Otro hecho que vendría a desacreditar las pretensiones de la parte actora es que en la factura reseñada, tal y como ha sido expuesto, se detalla un consumo en un periodo de dos meses, agosto y septiembre de 2018, de más de 21.000 kwh y, sin embargo, en las facturas que fueron emitidas por la propia demandante en el mes de febrero de 2021 y que hacen referencia a los meses siguientes al periodo detallado en el factura reclamada, desde el mes de octubre de 2018 hasta el mes de octubre de 2019, se detallan consumos de electricidad al semestre de alrededor de 3.000 kwh.
Llegados a este punto, hemos de efectuarnos la siguiente pregunta: ¿Cómo es posible que un negocio de lavandería tenga un consumo en un periodo de dos meses de más de 21.000 kwh, esto es, una media de 10.500 kwh/mes, y en los meses siguientes tenga un consumo semestral de 3.000 kw/h?. La respuesta es sencilla. La parte actora ha incluido en la factura reseñada un importe que no se corresponde con el consumo real del negocio que explotaba mi representada.
Resulta ilógico hacer creer al Juzgador que de un mes a otro el consumo de electricidad de un negocio pueda variar en una proporción tan elevada como la que ha sido expuesta, máxime cuando en el contrato de suministro de energía que las partes suscribieron se determinó un consumo de electricidad anual de 52.611 kWh.
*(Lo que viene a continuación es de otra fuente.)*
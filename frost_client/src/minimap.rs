//! Minimap projector.
//!
//! A small always-whole-world overview. Its transform is a plain linear map
//! from world units into a screen rectangle and has nothing to do with the
//! camera; the camera's visible area is only drawn into it as a box.

use frost_shared::{
    color::Rgba,
    math::{Rect, Vec2, Viewport},
    render::Canvas,
    round::{FeatureTable, RoundContext, RoundFeatures},
};

use crate::store::EntityStore;

pub const MIN_WIDTH: f64 = 90.0;
pub const MAX_WIDTH: f64 = 105.0;
/// Share of the viewport width the map would like to take.
pub const WIDTH_FRACTION: f64 = 0.12;
pub const MAX_HEIGHT: f64 = 72.0;
pub const MARGIN: f64 = 16.0;
/// Height of the HUD band the map sits under.
pub const HUD_BAND: f64 = 64.0;
/// Viewports shorter than this use the compact HUD layout.
pub const COMPACT_HUD_MAX_HEIGHT: f64 = 520.0;
pub const COMPACT_MARGIN: f64 = 8.0;

/// World → minimap linear map.
#[derive(Debug, Clone, Copy, PartialEq)]
pub struct MinimapTransform {
    /// Screen-space rectangle of the map.
    pub rect: Rect,
    /// World extent `(W, H)` the map covers.
    pub world: Vec2,
}

impl MinimapTransform {
    pub fn new(rect: Rect, world: Vec2) -> Self {
        Self { rect, world }
    }

    pub fn to_map_x(&self, x: f64) -> f64 {
        self.rect.x + (x / self.world.x) * self.rect.w
    }

    pub fn to_map_y(&self, y: f64) -> f64 {
        self.rect.y + (y / self.world.y) * self.rect.h
    }

    pub fn to_map(&self, p: Vec2) -> Vec2 {
        Vec2::new(self.to_map_x(p.x), self.to_map_y(p.y))
    }

    pub fn from_map(&self, p: Vec2) -> Vec2 {
        Vec2::new(
            (p.x - self.rect.x) / self.rect.w * self.world.x,
            (p.y - self.rect.y) / self.rect.h * self.world.y,
        )
    }

    /// World rectangle mapped onto the minimap, clipped to it.
    pub fn to_map_rect(&self, r: Rect) -> Rect {
        let x0 = self.to_map_x(r.x).max(self.rect.x);
        let y0 = self.to_map_y(r.y).max(self.rect.y);
        let x1 = self.to_map_x(r.right()).min(self.rect.right());
        let y1 = self.to_map_y(r.bottom()).min(self.rect.bottom());
        Rect::new(x0, y0, (x1 - x0).max(0.0), (y1 - y0).max(0.0))
    }
}

pub fn is_compact_hud(viewport: Viewport) -> bool {
    viewport.height < COMPACT_HUD_MAX_HEIGHT
}

/// Sizes and places the map for a world extent and viewport.
///
/// The map always keeps the world's aspect ratio. When the height cap
/// applies, the width shrinks with it and may drop below `MIN_WIDTH`.
pub fn layout(world: Vec2, viewport: Viewport) -> MinimapTransform {
    let mut width = (viewport.width * WIDTH_FRACTION).clamp(MIN_WIDTH, MAX_WIDTH);
    let mut height = width * world.y / world.x;
    if height > MAX_HEIGHT {
        height = MAX_HEIGHT;
        width = height * world.x / world.y;
    }

    let (x, y) = if is_compact_hud(viewport) {
        (viewport.width - width - COMPACT_MARGIN, COMPACT_MARGIN)
    } else {
        (viewport.width - width - MARGIN, HUD_BAND + MARGIN)
    };
    MinimapTransform::new(Rect::new(x, y, width, height), world)
}

/// Minimap for the current frame, or `None` when the round has no overview.
pub fn project(
    store: &EntityStore,
    viewport: Viewport,
    round: RoundContext,
    features: &FeatureTable,
) -> Option<MinimapTransform> {
    if !viewport.is_drawable() || !features.has(round.round_type, RoundFeatures::MINIMAP) {
        return None;
    }
    store.world()?;
    Some(layout(store.extent(), viewport))
}

const PANEL: Rgba = Rgba::rgba(10, 18, 32, 190);
const PANEL_BORDER: Rgba = Rgba::rgba(255, 255, 255, 140);
const VIEW_BOX: Rgba = Rgba::rgba(255, 255, 255, 200);
const MONSTER_DOT: Rgba = Rgba::rgb(170, 60, 200);

/// Paints the overlay in screen space.
pub fn paint<C: Canvas + ?Sized>(
    canvas: &mut C,
    store: &EntityStore,
    map: &MinimapTransform,
    camera_view: Option<Rect>,
    local_player: Option<&str>,
) {
    let Some(world) = store.world() else {
        return;
    };

    canvas.fill_rect(map.rect, PANEL);

    for wall in &world.walls {
        let r = map.to_map_rect(Rect::new(wall.x, wall.y, wall.w, wall.h));
        canvas.fill_rect(Rect::new(r.x, r.y, r.w.max(1.0), r.h.max(1.0)), Rgba::STONE);
    }
    for monster in &world.monsters {
        canvas.fill_circle(map.to_map(Vec2::new(monster.x, monster.y)), 1.5, MONSTER_DOT);
    }
    if let Some(hill) = &world.hill {
        let r = hill.radius / world.width * map.rect.w;
        canvas.stroke_circle(map.to_map(hill.pos), r.max(2.0), Rgba::GOLD, 1.0);
    }
    if let Some(light) = world.light.as_ref().filter(|l| l.holder.is_none()) {
        canvas.fill_circle(map.to_map(light.pos), 2.5, Rgba::GOLD);
    }

    for player in store.players().filter(|p| p.alive) {
        let at = map.to_map(player.pos);
        if Some(player.id) == local_player {
            canvas.fill_circle(at, 3.5, Rgba::WHITE);
            canvas.fill_circle(at, 2.5, player.color.rgba());
        } else {
            canvas.fill_circle(at, 2.0, player.color.rgba());
        }
        if player.has_light {
            canvas.stroke_circle(at, 4.5, Rgba::GOLD, 1.0);
        }
    }

    if let Some(view) = camera_view {
        let r = map.to_map_rect(view);
        if r.w > 0.0 && r.h > 0.0 {
            canvas.stroke_rect(r, VIEW_BOX, 1.0);
        }
    }

    canvas.stroke_rect(map.rect, PANEL_BORDER, 1.0);
}

#[cfg(test)]
mod tests {
    use super::*;
    use frost_shared::render::{DrawCmd, RecordingCanvas};
    use frost_shared::round::{RoomStatus, RoundType};

    #[test]
    fn linear_map_and_inverse() {
        let map = MinimapTransform::new(
            Rect::new(0.0, 0.0, 100.0, 56.25),
            Vec2::new(960.0, 540.0),
        );
        let p = map.to_map(Vec2::new(480.0, 270.0));
        assert_eq!(p, Vec2::new(50.0, 28.125));
        let back = map.from_map(p);
        assert!((back.x - 480.0).abs() < 1e-9);
        assert!((back.y - 270.0).abs() < 1e-9);
    }

    #[test]
    fn layout_matches_world_aspect() {
        let map = layout(Vec2::new(6000.0, 3600.0), Viewport::new(1280.0, 720.0));
        assert!(map.rect.w >= MIN_WIDTH && map.rect.w <= MAX_WIDTH);
        assert!((map.rect.h / map.rect.w - 0.6).abs() < 1e-9);
        assert_eq!(map.rect.right(), 1280.0 - MARGIN);
        assert_eq!(map.rect.y, HUD_BAND + MARGIN);
    }

    #[test]
    fn tall_worlds_are_height_capped() {
        let map = layout(Vec2::new(1000.0, 2000.0), Viewport::new(1280.0, 720.0));
        assert_eq!(map.rect.h, MAX_HEIGHT);
        assert!((map.rect.w - 36.0).abs() < 1e-9);
    }

    #[test]
    fn compact_hud_moves_the_map_up() {
        let map = layout(Vec2::new(2400.0, 1600.0), Viewport::new(640.0, 360.0));
        assert_eq!(map.rect.y, COMPACT_MARGIN);
        assert_eq!(map.rect.right(), 640.0 - COMPACT_MARGIN);
        assert_eq!(map.rect.w, MIN_WIDTH);
    }

    #[test]
    fn only_overview_rounds_get_a_minimap() {
        let mut store = EntityStore::new();
        store.ingest(crate::merge::Ingest::RoomUpdate(Default::default()));
        let table = FeatureTable::default();
        let vp = Viewport::new(1280.0, 720.0);
        let maze = RoundContext::new(RoomStatus::InRound, RoundType::Maze);
        let survival = RoundContext::new(RoomStatus::InRound, RoundType::Survival);
        assert!(project(&store, vp, maze, &table).is_some());
        assert!(project(&store, vp, survival, &table).is_none());
        assert!(project(&EntityStore::new(), vp, maze, &table).is_none());
    }

    #[test]
    fn view_box_is_clipped_to_map() {
        let map = MinimapTransform::new(Rect::new(10.0, 10.0, 100.0, 50.0), Vec2::new(1000.0, 500.0));
        let r = map.to_map_rect(Rect::new(-200.0, 100.0, 400.0, 1000.0));
        assert_eq!(r.x, 10.0);
        assert_eq!(r.bottom(), 60.0);
        assert!((r.w - 20.0).abs() < 1e-9);
    }

    #[test]
    fn paint_is_bracketed_by_panel() {
        let mut store = EntityStore::new();
        store.ingest(crate::merge::Ingest::RoomUpdate(Default::default()));
        let map = layout(store.extent(), Viewport::new(1280.0, 720.0));
        let mut canvas = RecordingCanvas::new();
        paint(&mut canvas, &store, &map, None, None);
        assert_eq!(
            canvas.commands().first(),
            Some(&DrawCmd::FillRect {
                rect: map.rect,
                color: PANEL
            })
        );
        assert!(matches!(canvas.commands().last(), Some(DrawCmd::StrokeRect { .. })));
    }
}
Finalmente, se ha de indicar que mi cliente ha abonado todas las facturas que la parte demandante le ha remitido durante el periodo temporal en el que se ha desarrollado la relación comercial que les unía, y en especial, las facturas correspondientes a los años 2018 y 2019, tal y como se acreditó en el escrito de Demanda a través del documento nº 3, por lo que resulta evidente que éste no adeuda cantidad alguna a la entidad demandante.
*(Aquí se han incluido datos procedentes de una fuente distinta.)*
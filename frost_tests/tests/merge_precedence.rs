//! Room/world channel precedence across arbitrary interleavings.

use frost_client::{EntityStore, Ingest};
use frost_shared::{
    math::Vec2,
    net::RoomPayload,
    round::{RoomStatus, RoundType},
};
use frost_tests::{player_ids, room, roster_player, world, world_player};

fn roster_room(ids: &[String], score: i64) -> RoomPayload {
    let players = ids
        .iter()
        .enumerate()
        .map(|(i, id)| {
            let mut p = roster_player(id, 10.0 * i as f64, 10.0);
            p.score = score;
            p
        })
        .collect();
    room(RoomStatus::InRound, RoundType::Survival, players)
}

fn world_tick(ids: &[String], step: f64) -> frost_shared::net::WorldPayload {
    let players = ids
        .iter()
        .enumerate()
        .map(|(i, id)| world_player(id, 100.0 + step + i as f64, 200.0 + step))
        .collect();
    world(960.0, 540.0, players)
}

#[test]
fn eight_players_world_positions_win() {
    let ids = player_ids(8);
    let mut store = EntityStore::new();

    store.ingest(Ingest::RoomUpdate(roster_room(&ids, 0)));
    assert!(!store.has_world_positions());
    assert_eq!(store.players().count(), 8);

    store.ingest(Ingest::WorldSnapshot {
        world: world_tick(&ids, 50.0),
        header: None,
    });
    for (i, id) in ids.iter().enumerate() {
        let p = store.player(id).expect("player present");
        assert_eq!(p.pos, Vec2::new(150.0 + i as f64, 250.0));
        assert_eq!(p.name, format!("Name-{id}"));
    }

    // A stale room update arrives after the world tick: scores change,
    // positions must not move back to the roster's spawn points.
    store.ingest(Ingest::RoomUpdate(roster_room(&ids, 5)));
    for (i, id) in ids.iter().enumerate() {
        let p = store.player(id).expect("player present");
        assert_eq!(p.pos, Vec2::new(150.0 + i as f64, 250.0));
        assert_eq!(p.score, 5);
    }
}

#[test]
fn final_state_depends_only_on_last_message_per_channel() {
    let ids = player_ids(8);
    let rooms = [roster_room(&ids, 1), roster_room(&ids, 2), roster_room(&ids, 3)];
    let worlds = [world_tick(&ids, 1.0), world_tick(&ids, 2.0), world_tick(&ids, 3.0)];

    // Every interleaving of the two ordered streams that starts with a world
    // tick ends in the same state.
    let orders: [&[u8]; 4] = [
        &[1, 0, 1, 0, 1, 0],
        &[1, 1, 1, 0, 0, 0],
        &[1, 0, 0, 0, 1, 1],
        &[1, 1, 0, 0, 1, 0],
    ];
    let mut snapshots = Vec::new();
    for order in orders {
        let mut store = EntityStore::new();
        let (mut r, mut w) = (0, 0);
        for &channel in order {
            if channel == 0 {
                store.ingest(Ingest::RoomUpdate(rooms[r].clone()));
                r += 1;
            } else {
                store.ingest(Ingest::WorldSnapshot {
                    world: worlds[w].clone(),
                    header: None,
                });
                w += 1;
            }
        }
        let view: Vec<(String, Vec2, i64)> = store
            .players()
            .map(|p| (p.id.to_string(), p.pos, p.score))
            .collect();
        snapshots.push(view);
    }
    assert!(snapshots.windows(2).all(|w| w[0] == w[1]));
    assert_eq!(snapshots[0][0].1, Vec2::new(103.0, 203.0));
    assert_eq!(snapshots[0][0].2, 3);
}

#[test]
fn world_header_refreshes_room_but_not_roster() {
    let ids = player_ids(2);
    let mut store = EntityStore::new();
    store.ingest(Ingest::RoomUpdate(roster_room(&ids, 4)));

    let header = room(RoomStatus::BetweenRounds, RoundType::Maze, Vec::new());
    store.ingest(Ingest::WorldSnapshot {
        world: world_tick(&ids, 0.0),
        header: Some(header),
    });

    let meta = store.room().expect("room meta");
    assert_eq!(meta.status, RoomStatus::BetweenRounds);
    assert_eq!(meta.round_type, RoundType::Maze);
    assert_eq!(store.roster().len(), 2);
    assert_eq!(store.player("p1").map(|p| p.score), Some(4));
}

#[test]
fn players_missing_from_world_disappear() {
    let ids = player_ids(3);
    let mut store = EntityStore::new();
    store.ingest(Ingest::RoomUpdate(roster_room(&ids, 0)));
    store.ingest(Ingest::WorldSnapshot {
        world: world_tick(&ids[..2], 0.0),
        header: None,
    });
    assert_eq!(store.players().count(), 2);
    assert!(store.player("p2").is_none());
    // Still on the roster.
    assert!(store.roster_entry("p2").is_some());
}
En definitiva, se puede afirmar que en el presente supuesto la parte actora basa su reclamación en una factura que fue emitida de manera unilateral por ésta, que no ha sido presentada al cobro a mi mandante ni aceptada por el mismo y en la que se detallan unos consumos que en modo alguno se corresponden con la realidad, por lo que resulta patente que existe un error en cuanto a la valoración de la prueba practicada, habida cuenta de que dicha factura no puede ser un medio probatorio bastante para demostrar la existencia del crédito reclamado de contrario, máxime cuando la demandante no acredita la realidad de los consumos detallados en la factura citada.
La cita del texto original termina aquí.